Policymakers kept in place the central bank's existing asset-purchasing scheme -- which aims to stoke growth by pumping huge amounts of money into the financial system -- after a two-day policy meeting.

"Japan's economy has continued to recover moderately, and a front-loaded increase in demand prior to the consumption tax hike has been observed," the BoJ said in a statement.

"The pick-up in business fixed investment has become increasingly evident as corporate profits have improved... Housing investment has continued to increase and private consumption has remained resilient."

In forex markets, the dollar weakened slightly to 103.25 yen from 103.28 yen before the BoJ announcement.

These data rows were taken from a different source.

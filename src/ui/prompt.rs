//! Terminal wizard
//!
//! Walks the user through the six steps, one field at a time. The
//! interaction surface is a trait so the loop can be driven by dialoguer in
//! the binary and by scripted answers in tests.

use chrono::{DateTime, Utc};
use dialoguer::{Input, theme::ColorfulTheme};

use crate::app::controller::{AppError, ExportReport, PlanController, SUCCESS_MESSAGE};
use crate::app::state::{StepEvent, WizardStep};
use crate::domain::plan::{ContactField, EntryEdit, EntryKind, PlanSection, ProfessionalField};
use crate::domain::template::{SectionTemplate, template_for};

/// Typed in place of a value to go back one step
pub const BACK_COMMAND: &str = "/back";
/// Typed in place of a value to leave without exporting
pub const QUIT_COMMAND: &str = "/quit";

/// Answer to a single field prompt
#[derive(Debug, Clone, PartialEq, Eq)]
pub enum PromptResponse {
    Value(String),
    /// Leave the current value unchanged
    Keep,
    Back,
    Cancel,
}

/// Message shown to the user outside of prompts
#[derive(Debug, Clone, PartialEq, Eq)]
pub enum Notice {
    Success(String),
    Warning(String),
    Failure(String),
}

/// How the wizard ended
#[derive(Debug, Clone, PartialEq)]
pub enum WizardOutcome {
    Exported(ExportReport),
    Cancelled,
}

/// Interaction surface used by [`run_wizard`]
pub trait WizardInteraction {
    fn announce_step(&mut self, step: WizardStep, template: &SectionTemplate);
    fn prompt_field(&mut self, label: &str, current: &str) -> PromptResponse;
    fn notify(&mut self, notice: Notice);
}

/// Default interactive implementation backed by `dialoguer`
pub struct DialoguerInteraction<'a> {
    theme: &'a ColorfulTheme,
}

impl<'a> DialoguerInteraction<'a> {
    pub fn new(theme: &'a ColorfulTheme) -> Self {
        Self { theme }
    }
}

impl WizardInteraction for DialoguerInteraction<'_> {
    fn announce_step(&mut self, step: WizardStep, template: &SectionTemplate) {
        println!();
        println!("{}", progress_bar(step, 30));
        println!("Step {}: {}", step.number(), template.step_title);
        println!("{}", template.step_prompt);
        println!("(type {BACK_COMMAND} to go back, {QUIT_COMMAND} to leave without saving)");
    }

    fn prompt_field(&mut self, label: &str, current: &str) -> PromptResponse {
        let mut input = Input::<String>::with_theme(self.theme)
            .with_prompt(label)
            .allow_empty(true);
        if !current.is_empty() {
            input = input.with_initial_text(current);
        }

        let response = match input.interact_text() {
            Ok(value) => value,
            Err(_) => return PromptResponse::Cancel,
        };
        parse_response(&response, current)
    }

    fn notify(&mut self, notice: Notice) {
        match notice {
            Notice::Success(message) => println!("\u{2714} {message}"),
            Notice::Warning(message) => eprintln!("! {message}"),
            Notice::Failure(message) => eprintln!("\u{2718} {message}"),
        }
    }
}

/// Interprets raw input, recognising the wizard commands
pub fn parse_response(raw: &str, current: &str) -> PromptResponse {
    match raw.trim() {
        BACK_COMMAND => PromptResponse::Back,
        QUIT_COMMAND => PromptResponse::Cancel,
        _ if raw == current => PromptResponse::Keep,
        _ => PromptResponse::Value(raw.to_string()),
    }
}

/// Text progress bar for the current step
pub fn progress_bar(step: WizardStep, width: usize) -> String {
    let filled = (step.progress() * width as f32).round() as usize;
    format!(
        "[{}{}] {}/{}",
        "#".repeat(filled),
        "-".repeat(width.saturating_sub(filled)),
        step.number(),
        crate::app::state::STEP_COUNT
    )
}

/// Runs the wizard until the plan is exported or the user quits
///
/// Export failures are reported through [`WizardInteraction::notify`]; the
/// wizard then stays on the last step so the user can try again or quit.
pub fn run_wizard(
    controller: &mut PlanController,
    ui: &mut dyn WizardInteraction,
    clock: impl Fn() -> DateTime<Utc>,
) -> Result<WizardOutcome, AppError> {
    while let Some(step) = controller.current_step() {
        let section = step.section();
        let template = template_for(section);
        ui.announce_step(step, template);

        match collect_step(controller, ui, section, template)? {
            StepResult::Back => {
                controller.retreat();
                continue;
            }
            StepResult::Cancel => return Ok(WizardOutcome::Cancelled),
            StepResult::Done => {}
        }

        match controller.state().primary_action() {
            Some(StepEvent::Finish) => {
                match controller.finish(clock()) {
                    Ok(report) => {
                        if report.overflow {
                            ui.notify(Notice::Warning(
                                "Some entries run past the bottom of the page".to_string(),
                            ));
                        }
                        ui.notify(Notice::Success(SUCCESS_MESSAGE.to_string()));
                        return Ok(WizardOutcome::Exported(report));
                    }
                    Err(err) => {
                        ui.notify(Notice::Failure(format!("Export failed: {err}")));
                    }
                }
            }
            Some(_) => {
                controller.advance();
            }
            None => break,
        }
    }

    Ok(WizardOutcome::Cancelled)
}

enum StepResult {
    Done,
    Back,
    Cancel,
}

fn collect_step(
    controller: &mut PlanController,
    ui: &mut dyn WizardInteraction,
    section: PlanSection,
    template: &SectionTemplate,
) -> Result<StepResult, AppError> {
    // snapshot of (id, field values) so prompts don't hold a borrow of the plan
    let entries: Vec<(String, Vec<String>)> = controller
        .plan()
        .entries(section)
        .iter()
        .map(|entry| {
            let mut values = vec![entry.primary().to_string()];
            values.extend(entry.secondary().map(str::to_string));
            (entry.id().to_string(), values)
        })
        .collect();

    for (index, (id, values)) in entries.iter().enumerate() {
        for (field, current) in values.iter().enumerate() {
            let label = field_label(template, id, index, field);
            match ui.prompt_field(&label, current) {
                PromptResponse::Value(value) => {
                    controller.apply_edit(section, index, edit_for(section, field, value))?;
                }
                PromptResponse::Keep => {}
                PromptResponse::Back => return Ok(StepResult::Back),
                PromptResponse::Cancel => return Ok(StepResult::Cancel),
            }
        }
    }

    Ok(StepResult::Done)
}

fn field_label(template: &SectionTemplate, id: &str, index: usize, field: usize) -> String {
    let name = template.field_labels.get(field).copied().unwrap_or("Value");
    match template.format.secondary_label() {
        None => format!("{name} #{id}"),
        Some(_) => format!("{}. {name}", index + 1),
    }
}

fn edit_for(section: PlanSection, field: usize, value: String) -> EntryEdit {
    match section.entry_kind() {
        EntryKind::Simple => EntryEdit::Text(value),
        EntryKind::Contact if field == 0 => EntryEdit::Contact(ContactField::Name, value),
        EntryKind::Contact => EntryEdit::Contact(ContactField::Contact, value),
        EntryKind::Professional if field == 0 => {
            EntryEdit::Professional(ProfessionalField::Name, value)
        }
        EntryKind::Professional => EntryEdit::Professional(ProfessionalField::Phone, value),
    }
}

Fresh BoJ easing measures would tend to weigh on the yen.

Analysts widely expected the bank to stand pat as its easing programme ripples through the economy, with the focus now on post-meeting comments from bank governor Haruhiko Kuroda.

"The Bank of Japan's decision to stay the course at today's meeting came as no surprise, but we remain convinced that further easing will be required in coming months," said Marcel Thieliant from London-based Capital Economics.

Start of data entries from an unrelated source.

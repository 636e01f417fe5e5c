use anyhow::Context;
use dialoguer::theme::ColorfulTheme;
use tracing_subscriber::{layer::SubscriberExt, util::SubscriberInitExt};

use safety_plan::app::PlanController;
use safety_plan::config::ExportConfig;
use safety_plan::storage::FileStore;
use safety_plan::ui::prompt::{DialoguerInteraction, WizardOutcome, run_wizard};

fn main() -> anyhow::Result<()> {
    tracing_subscriber::registry()
        .with(
            tracing_subscriber::EnvFilter::try_from_default_env()
                .unwrap_or_else(|_| "safety_plan=warn".into()),
        )
        .with(tracing_subscriber::fmt::layer().with_writer(std::io::stderr))
        .init();

    let config = ExportConfig::default();
    let store = FileStore::new(&config.store_dir);
    let mut controller = PlanController::resume(config, Box::new(store))
        .context("failed to load the previously saved plan")?;

    println!("BAUER LABS Crisis Response Planner");

    let theme = ColorfulTheme::default();
    let mut ui = DialoguerInteraction::new(&theme);
    match run_wizard(&mut controller, &mut ui, chrono::Utc::now)? {
        WizardOutcome::Exported(report) => {
            println!("Saved {}", report.pdf_path.display());
        }
        WizardOutcome::Cancelled => {
            tracing::info!("wizard closed without exporting");
        }
    }

    Ok(())
}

Markets are looking for signs that the bank will add to its vast stimulus programme to counter any slowdown caused by April's sales tax hike, which critics fear will derail Japan's nascent recovery.

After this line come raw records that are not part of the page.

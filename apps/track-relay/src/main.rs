use std::{collections::HashSet, future::IntoFuture, sync::Arc, time::Instant};

use anyhow::{anyhow, Context, Result};
use axum::{
    extract::State,
    http::{header, StatusCode},
    response::IntoResponse,
    routing::get,
    Json, Router,
};
use clap::Parser;
use dashmap::DashMap;
use metrics_exporter_prometheus::PrometheusHandle;
use relay_bus::{Bus, LocalBus};
use serde_json::json;
use tokio::{signal, task::JoinHandle, time::timeout};
use tower_http::{cors::CorsLayer, trace::TraceLayer};
use tracing::{debug, error, info, warn};
use track_mux::{Multiplexer, SessionId, StreamState};

mod config;
mod hashtags;
mod redis_bus;
mod scoring;
mod telemetry;
mod upstream;
mod watch;
mod ws;

use config::{Cli, Commands, ServerConfig};
use ws::AppState;

#[tokio::main]
async fn main() -> Result<()> {
    let cli = Cli::parse();

    if let Some(Commands::Watch {
        url,
        keyword,
        count,
    }) = cli.command
    {
        let _telemetry =
            telemetry::Telemetry::init(cli.serve.log_filter.as_deref(), None, false)?;
        return watch::run_watch(url, keyword, count).await;
    }

    let telemetry = telemetry::Telemetry::init(
        cli.serve.log_filter.as_deref(),
        cli.serve.error_log_dir.as_deref(),
        true,
    )?;
    let config = ServerConfig::try_from(cli.serve)?;
    info!(
        listen_addr = %config.listen_addr,
        redis = config.redis_url.is_some(),
        upstream = %config.upstream.endpoint,
        "starting track-relay"
    );

    let metrics = telemetry
        .metrics_handle()
        .ok_or_else(|| anyhow!("metrics recorder not installed"))?;
    run(config, metrics).await
}

async fn run(config: ServerConfig, metrics: PrometheusHandle) -> Result<()> {
    let bus: Arc<dyn Bus> = match &config.redis_url {
        Some(url) => Arc::new(redis_bus::RedisBus::connect(url).await?),
        None => {
            info!(target = "relay.bus", "no redis configured; relaying in-process");
            Arc::new(LocalBus::new())
        }
    };
    let upstream = upstream::HttpStreamUpstream::new(config.upstream.clone())
        .context("failed to build upstream client")?;

    let (mux, mut worker) = Multiplexer::start(
        config.worker.clone(),
        Arc::new(upstream),
        Arc::new(scoring::LexiconScorer::new()),
        Arc::new(hashtags::HashtagFrequencies),
        bus.clone(),
    )
    .context("failed to start stream worker")?;

    let app = Arc::new(AppState {
        mux: mux.clone(),
        bus,
        sockets: DashMap::new(),
        session_buffer: config.session_buffer,
        metrics,
    });
    let reconciler = spawn_reconciler(app.clone(), config.reconcile_interval);

    let router = Router::new()
        .route("/healthz", get(health_handler))
        .route("/metrics", get(metrics_handler))
        .route("/track", get(ws::track_handler))
        .with_state(app.clone())
        .layer(CorsLayer::permissive())
        .layer(TraceLayer::new_for_http());

    let listener = tokio::net::TcpListener::bind(config.listen_addr)
        .await
        .context("failed to bind listener")?;
    info!("track-relay listening on {}", config.listen_addr);

    let server = axum::serve(listener, router)
        .with_graceful_shutdown(shutdown_signal())
        .into_future();
    tokio::select! {
        served = server => served.context("server shutdown with error")?,
        exited = worker.wait() => {
            reconciler.abort();
            return match exited {
                Ok(()) => Err(anyhow!("stream worker stopped unexpectedly")),
                Err(err) => Err(err).context("stream worker failed"),
            };
        }
    }

    info!(
        grace_seconds = config.shutdown_grace.as_secs(),
        "shutdown signal received; stopping stream worker"
    );
    reconciler.abort();
    if let Err(err) = mux.shutdown() {
        warn!(error = %err, "stream worker already gone");
    }
    match timeout(config.shutdown_grace, worker.wait()).await {
        Ok(Ok(())) => info!("graceful shutdown complete"),
        Ok(Err(err)) => error!(error = %err, "stream worker failed during shutdown"),
        Err(_) => warn!("stream worker did not stop within the grace period"),
    }
    Ok(())
}

/// Periodically tells the worker which sockets are still open so sessions that vanished
/// without a clean close are dropped, and releases relay topics nobody listens on.
fn spawn_reconciler(app: Arc<AppState>, every: std::time::Duration) -> JoinHandle<()> {
    tokio::spawn(async move {
        let mut interval = tokio::time::interval(every);
        interval.set_missed_tick_behavior(tokio::time::MissedTickBehavior::Delay);
        interval.tick().await;
        loop {
            interval.tick().await;
            let taken_at = Instant::now();
            let live: HashSet<SessionId> =
                app.sockets.iter().map(|entry| entry.key().clone()).collect();
            let sockets = live.len();
            if let Err(err) = app.mux.sync_sessions(live, taken_at) {
                warn!(error = %err, "reconciler stopping; worker is gone");
                break;
            }
            let pruned = app.bus.prune();
            debug!(sockets, pruned, "reconciled sessions");
        }
    })
}

async fn shutdown_signal() {
    let _ = signal::ctrl_c().await;
}

async fn health_handler(State(state): State<Arc<AppState>>) -> impl IntoResponse {
    let status = state.mux.status();
    let code = if status.terminated {
        StatusCode::SERVICE_UNAVAILABLE
    } else {
        StatusCode::OK
    };
    let body = json!({
        "status": if status.terminated { "failed" } else { "ok" },
        "stream": status.state,
        "streaming": status.state == StreamState::Running,
        "suppressed": status.suppressed,
        "filters": status.filters,
        "sessions": state.mux.session_count(),
        "sockets": state.sockets.len(),
        "restarts": status.restarts,
    });
    (code, Json(body))
}

async fn metrics_handler(State(state): State<Arc<AppState>>) -> impl IntoResponse {
    (
        [(header::CONTENT_TYPE, "text/plain; version=0.0.4")],
        state.metrics.render(),
    )
}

Those concerns gathered pace Monday as revised GDP data showed the world's third-largest economy grew at a slower pace than initially thought in the last quarter of 2013, despite a boost in spending ahead of the tax hike.

The worry is that the rate rise -- to 8.0 percent from 5.0 percent -- will weigh on consumer spending and put the brakes on growth in the wider economy.

Monday's data showed Japan's economy expanded 0.2 percent in the quarter to December and 1.5 percent through 2013. That compared with preliminary results showing gross domestic product grew 0.3 percent for the October-December period and 1.6 percent in 2013.

The figures underscore concerns about the pace of growth under Prime Minister Shinzo Abe's policy blitz, a mesh of big government spending and BoJ easing measures.

Kuroda unveiled the asset-buying scheme -- which aims to boost the money supply -- in April as part of Abe's broader plan to eradicate years of falling prices that have held back consumer spending and business investment.

Recent data showed consumer prices logged their first annual rise for five years in 2013.

Kuroda has maintained that he is confident the bank's two-percent inflation target will be reached sometime next year -- despite growing scepticism among analysts and even some BoJ board members.

While it has not extended the monetary easing since April, the bank after its February meeting said it would tweak a loans scheme to commercial banks in a bid to stimulate borrowing.

Among other measures was an extension of the timeline for a programme aimed at promoting development in parts of the country hammered by the quake-tsunami disaster three years ago.